■ What this task involves ■
Everything in the listing below needs to be retyped exactly.
------------------------------------
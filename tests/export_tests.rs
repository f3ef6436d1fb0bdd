mod common;

use common::{
    TestResult, real_pipeline, sample_certificate, sample_id_card, sample_transcript,
};
use lopdf::Document;
use parchment::DocKind;

fn mediabox_dimensions(bytes: &[u8]) -> (f32, f32) {
    let doc = Document::load_mem(bytes).unwrap();
    assert_eq!(doc.get_pages().len(), 1);
    let page_id = *doc.get_pages().get(&1).unwrap();
    let media_box = doc
        .get_object(page_id)
        .unwrap()
        .as_dict()
        .unwrap()
        .get(b"MediaBox")
        .unwrap()
        .as_array()
        .unwrap()
        .clone();
    (media_box[2].as_f32().unwrap(), media_box[3].as_f32().unwrap())
}

#[tokio::test]
async fn certificate_export_saves_landscape_a4() -> TestResult {
    let dir = tempfile::tempdir()?;
    let pipeline = real_pipeline(dir.path());

    let outcome = pipeline.export(sample_certificate(), DocKind::Certificate).await?;
    let path = outcome.saved_path().expect("expected a saved file");

    assert_eq!(path.file_name().unwrap(), "Ana_Lee_Certificate.pdf");
    let bytes = std::fs::read(path)?;
    assert!(!bytes.is_empty());
    let (width, height) = mediabox_dimensions(&bytes);
    assert!(width > height, "certificate page must be landscape");
    assert!((width - 841.89).abs() < 0.01);
    assert!((height - 595.276).abs() < 0.01);

    assert_eq!(pipeline.attached_targets(), 0);
    Ok(())
}

#[tokio::test]
async fn transcript_export_saves_portrait_a4() -> TestResult {
    let dir = tempfile::tempdir()?;
    let pipeline = real_pipeline(dir.path());

    let outcome = pipeline.export(sample_transcript(), DocKind::Transcript).await?;
    let path = outcome.saved_path().expect("expected a saved file");

    assert_eq!(path.file_name().unwrap(), "Ben_Okafor_Transcript.pdf");
    let (width, height) = mediabox_dimensions(&std::fs::read(path)?);
    assert!(height > width, "transcript page must be portrait");
    assert_eq!(pipeline.attached_targets(), 0);
    Ok(())
}

#[tokio::test]
async fn id_card_export_uses_card_page() -> TestResult {
    let dir = tempfile::tempdir()?;
    let pipeline = real_pipeline(dir.path());

    let outcome = pipeline.export(sample_id_card(), DocKind::IdCard).await?;
    let path = outcome.saved_path().expect("expected a saved file");

    assert_eq!(path.file_name().unwrap(), "Mia_Park_ID_Card.pdf");
    let (width, height) = mediabox_dimensions(&std::fs::read(path)?);
    assert!((width - 242.65).abs() < 0.01);
    assert!((height - 153.07).abs() < 0.01);
    Ok(())
}

#[tokio::test]
async fn repeated_export_is_deterministic() -> TestResult {
    let dir = tempfile::tempdir()?;
    let pipeline = real_pipeline(dir.path());

    let first = pipeline.export(sample_certificate(), DocKind::Certificate).await?;
    assert_eq!(pipeline.attached_targets(), 0);
    let second = pipeline.export(sample_certificate(), DocKind::Certificate).await?;
    assert_eq!(pipeline.attached_targets(), 0);

    assert_eq!(first.saved_path(), second.saved_path());
    // Exactly one file: the second run overwrote the first.
    assert_eq!(std::fs::read_dir(dir.path())?.count(), 1);
    Ok(())
}

#[tokio::test]
async fn batch_export_saves_every_record() -> TestResult {
    let dir = tempfile::tempdir()?;
    let pipeline = std::sync::Arc::new(real_pipeline(dir.path()));

    let records: Vec<_> = (0..5)
        .map(|i| {
            serde_json::json!({
                "certificateType": "Merit",
                "certificateNumber": format!("CERT-{:03}", i),
                "student": { "firstName": format!("Student{}", i), "lastName": "Test" }
            })
        })
        .collect();

    let results = pipeline.export_batch(records, DocKind::Certificate).await;
    assert_eq!(results.len(), 5);
    for result in &results {
        assert!(result.as_ref().unwrap().saved_path().is_some());
    }
    assert_eq!(std::fs::read_dir(dir.path())?.count(), 5);
    assert_eq!(pipeline.attached_targets(), 0);
    Ok(())
}

#[tokio::test]
async fn non_object_record_is_rejected() -> TestResult {
    let dir = tempfile::tempdir()?;
    let pipeline = real_pipeline(dir.path());

    let result = pipeline.export(serde_json::json!([1, 2, 3]), DocKind::Certificate).await;
    assert!(matches!(result, Err(parchment::ExportError::Template(_))));
    assert_eq!(pipeline.attached_targets(), 0);
    Ok(())
}
use parchment_raster::CaptureOptions;
use parchment_types::Color;
use std::path::PathBuf;
use std::time::Duration;

/// Tuning knobs for the export pipeline.
#[derive(Debug, Clone)]
pub struct ExportConfig {
    /// Oversampling factor for capture. 2-3 gives print quality.
    pub scale: f32,
    /// Color behind the page markup.
    pub background: Color,
    /// How many captures may run at once. Captures hold full-resolution
    /// surfaces, so this stays small.
    pub max_concurrent: usize,
    /// Upper bound on one capture; a hung capture must not pin its record's
    /// busy flag forever.
    pub capture_timeout: Duration,
    /// Directory saved PDFs land in. Created on first export.
    pub output_dir: PathBuf,
}

impl Default for ExportConfig {
    fn default() -> Self {
        Self {
            scale: 2.0,
            background: Color::WHITE,
            max_concurrent: num_cpus::get().clamp(1, 2),
            capture_timeout: Duration::from_secs(30),
            output_dir: PathBuf::from("."),
        }
    }
}

impl ExportConfig {
    pub fn capture_options(&self) -> CaptureOptions {
        CaptureOptions { scale: self.scale, background: self.background }
    }
}
//! Deterministic, filesystem-safe filename derivation.
//!
//! The pattern is `{First}_{Last}_{Kind}.pdf`. Name components come from
//! user-entered records, so anything outside a conservative character set
//! (slashes, quotes, control characters) collapses to underscores.

use parchment_types::DocKind;

/// Reduces one name component to `[A-Za-z0-9-]` with runs of anything else
/// collapsed to a single underscore. An empty result becomes "Student".
pub fn sanitize_component(raw: &str) -> String {
    let mut out = String::with_capacity(raw.len());
    let mut last_was_filler = true;
    for ch in raw.chars() {
        if ch.is_ascii_alphanumeric() || ch == '-' {
            out.push(ch);
            last_was_filler = false;
        } else if !last_was_filler {
            out.push('_');
            last_was_filler = true;
        }
    }
    let trimmed = out.trim_matches('_');
    if trimmed.is_empty() {
        "Student".to_string()
    } else {
        trimmed.to_string()
    }
}

/// Derives the output filename for a record's export.
///
/// Deterministic: the same names and kind always produce the same filename.
pub fn derive_filename(first_name: &str, last_name: &str, kind: DocKind) -> String {
    let mut parts = vec![sanitize_component(first_name)];
    if !last_name.trim().is_empty() {
        parts.push(sanitize_component(last_name));
    }
    parts.push(kind.label().to_string());
    format!("{}.pdf", parts.join("_"))
}
use parchment_compose::ComposeError;
use parchment_raster::RasterError;
use parchment_template::TemplateError;
use std::time::Duration;
use thiserror::Error;

/// All export failures surface here, at the orchestrator boundary; no stage
/// error escapes as a panic or an unhandled task failure.
#[derive(Error, Debug)]
pub enum ExportError {
    #[error("template error: {0}")]
    Template(#[from] TemplateError),

    #[error("failed to capture page: {0}")]
    Raster(#[from] RasterError),

    #[error("failed to assemble PDF: {0}")]
    Compose(#[from] ComposeError),

    #[error("capture did not finish within {0:?}")]
    CaptureTimeout(Duration),

    #[error("export worker failed: {0}")]
    Worker(String),

    #[error("IO error: {0}")]
    Io(#[from] std::io::Error),
}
------------------------------------
■ Problem solution ■
filename tests/export_tests.rs
repository f3ef6436d1fb0bdd
mod common;

use common::{
    TestResult, real_pipeline, sample_certificate, sample_id_card, sample_transcript,
};
use lopdf::Document;
use parchment::DocKind;

fn mediabox_dimensions(bytes: &[u8]) -> (f32, f32) {
    let doc = Document::load_mem(bytes).unwrap();
    assert_eq!(doc.get_pages().len(), 1);
    let page_id = *doc.get_pages().get(&1).unwrap();
    let media_box = doc
        .get_object(page_id)
        .unwrap()
        .as_dict()
        .unwrap()
        .get(b"MediaBox")
        .unwrap()
        .as_array()
        .unwrap()
        .clone();
    (media_box[2].as_f32().unwrap(), media_box[3].as_f32().unwrap())
}

#[tokio::test]
async fn certificate_export_saves_landscape_a4() -> TestResult {
    let dir = tempfile::tempdir()?;
    let pipeline = real_pipeline(dir.path());

    let outcome = pipeline.export(sample_certificate(), DocKind::Certificate).await?;
    let path = outcome.saved_path().expect("expected a saved file");

    assert_eq!(path.file_name().unwrap(), "Ana_Lee_Certificate.pdf");
    let bytes = std::fs::read(path)?;
    assert!(!bytes.is_empty());
    let (width, height) = mediabox_dimensions(&bytes);
    assert!(width > height, "certificate page must be landscape");
    assert!((width - 841.89).abs() < 0.01);
    assert!((height - 595.276).abs() < 0.01);

    assert_eq!(pipeline.attached_targets(), 0);
    Ok(())
}

#[tokio::test]
async fn transcript_export_saves_portrait_a4() -> TestResult {
    let dir = tempfile::tempdir()?;
    let pipeline = real_pipeline(dir.path());

    let outcome = pipeline.export(sample_transcript(), DocKind::Transcript).await?;
    let path = outcome.saved_path().expect("expected a saved file");

    assert_eq!(path.file_name().unwrap(), "Ben_Okafor_Transcript.pdf");
    let (width, height) = mediabox_dimensions(&std::fs::read(path)?);
    assert!(height > width, "transcript page must be portrait");
    assert_eq!(pipeline.attached_targets(), 0);
    Ok(())
}

#[tokio::test]
async fn id_card_export_uses_card_page() -> TestResult {
    let dir = tempfile::tempdir()?;
    let pipeline = real_pipeline(dir.path());

    let outcome = pipeline.export(sample_id_card(), DocKind::IdCard).await?;
    let path = outcome.saved_path().expect("expected a saved file");

    assert_eq!(path.file_name().unwrap(), "Mia_Park_ID_Card.pdf");
    let (width, height) = mediabox_dimensions(&std::fs::read(path)?);
    assert!((width - 242.65).abs() < 0.01);
    assert!((height - 153.07).abs() < 0.01);
    Ok(())
}

#[tokio::test]
async fn repeated_export_is_deterministic() -> TestResult {
    let dir = tempfile::tempdir()?;
    let pipeline = real_pipeline(dir.path());

    let first = pipeline.export(sample_certificate(), DocKind::Certificate).await?;
    assert_eq!(pipeline.attached_targets(), 0);
    let second = pipeline.export(sample_certificate(), DocKind::Certificate).await?;
    assert_eq!(pipeline.attached_targets(), 0);

    assert_eq!(first.saved_path(), second.saved_path());
    // Exactly one file: the second run overwrote the first.
    assert_eq!(std::fs::read_dir(dir.path())?.count(), 1);
    Ok(())
}

#[tokio::test]
async fn batch_export_saves_every_record() -> TestResult {
    let dir = tempfile::tempdir()?;
    let pipeline = std::sync::Arc::new(real_pipeline(dir.path()));

    let records: Vec<_> = (0..5)
        .map(|i| {
            serde_json::json!({
                "certificateType": "Merit",
                "certificateNumber": format!("CERT-{:03}", i),
                "student": { "firstName": format!("Student{}", i), "lastName": "Test" }
            })
        })
        .collect();

    let results = pipeline.export_batch(records, DocKind::Certificate).await;
    assert_eq!(results.len(), 5);
    for result in &results {
        assert!(result.as_ref().unwrap().saved_path().is_some());
    }
    assert_eq!(std::fs::read_dir(dir.path())?.count(), 5);
    assert_eq!(pipeline.attached_targets(), 0);
    Ok(())
}

#[tokio::test]
async fn non_object_record_is_rejected() -> TestResult {
    let dir = tempfile::tempdir()?;
    let pipeline = real_pipeline(dir.path());

    let result = pipeline.export(serde_json::json!([1, 2, 3]), DocKind::Certificate).await;
    assert!(matches!(result, Err(parchment::ExportError::Template(_))));
    assert_eq!(pipeline.attached_targets(), 0);
    Ok(())
}
use parchment_raster::CaptureOptions;
use parchment_types::Color;
use std::path::PathBuf;
use std::time::Duration;

/// Tuning knobs for the export pipeline.
#[derive(Debug, Clone)]
pub struct ExportConfig {
    /// Oversampling factor for capture. 2-3 gives print quality.
    pub scale: f32,
    /// Color behind the page markup.
    pub background: Color,
    /// How many captures may run at once. Captures hold full-resolution
    /// surfaces, so this stays small.
    pub max_concurrent: usize,
    /// Upper bound on one capture; a hung capture must not pin its record's
    /// busy flag forever.
    pub capture_timeout: Duration,
    /// Directory saved PDFs land in. Created on first export.
    pub output_dir: PathBuf,
}

impl Default for ExportConfig {
    fn default() -> Self {
        Self {
            scale: 2.0,
            background: Color::WHITE,
            max_concurrent: num_cpus::get().clamp(1, 2),
            capture_timeout: Duration::from_secs(30),
            output_dir: PathBuf::from("."),
        }
    }
}

impl ExportConfig {
    pub fn capture_options(&self) -> CaptureOptions {
        CaptureOptions { scale: self.scale, background: self.background }
    }
}
//! Deterministic, filesystem-safe filename derivation.
//!
//! The pattern is `{First}_{Last}_{Kind}.pdf`. Name components come from
//! user-entered records, so anything outside a conservative character set
//! (slashes, quotes, control characters) collapses to underscores.

use parchment_types::DocKind;

/// Reduces one name component to `[A-Za-z0-9-]` with runs of anything else
/// collapsed to a single underscore. An empty result becomes "Student".
pub fn sanitize_component(raw: &str) -> String {
    let mut out = String::with_capacity(raw.len());
    let mut last_was_filler = true;
    for ch in raw.chars() {
        if ch.is_ascii_alphanumeric() || ch == '-' {
            out.push(ch);
            last_was_filler = false;
        } else if !last_was_filler {
            out.push('_');
            last_was_filler = true;
        }
    }
    let trimmed = out.trim_matches('_');
    if trimmed.is_empty() {
        "Student".to_string()
    } else {
        trimmed.to_string()
    }
}

/// Derives the output filename for a record's export.
///
/// Deterministic: the same names and kind always produce the same filename.
pub fn derive_filename(first_name: &str, last_name: &str, kind: DocKind) -> String {
    let mut parts = vec![sanitize_component(first_name)];
    if !last_name.trim().is_empty() {
        parts.push(sanitize_component(last_name));
    }
    parts.push(kind.label().to_string());
    format!("{}.pdf", parts.join("_"))
}
use parchment_compose::ComposeError;
use parchment_raster::RasterError;
use parchment_template::TemplateError;
use std::time::Duration;
use thiserror::Error;

/// All export failures surface here, at the orchestrator boundary; no stage
/// error escapes as a panic or an unhandled task failure.
#[derive(Error, Debug)]
pub enum ExportError {
    #[error("template error: {0}")]
    Template(#[from] TemplateError),

    #[error("failed to capture page: {0}")]
    Raster(#[from] RasterError),

    #[error("failed to assemble PDF: {0}")]
    Compose(#[from] ComposeError),

    #[error("capture did not finish within {0:?}")]
    CaptureTimeout(Duration),

    #[error("export worker failed: {0}")]
    Worker(String),

    #[error("IO error: {0}")]
    Io(#[from] std::io::Error),
}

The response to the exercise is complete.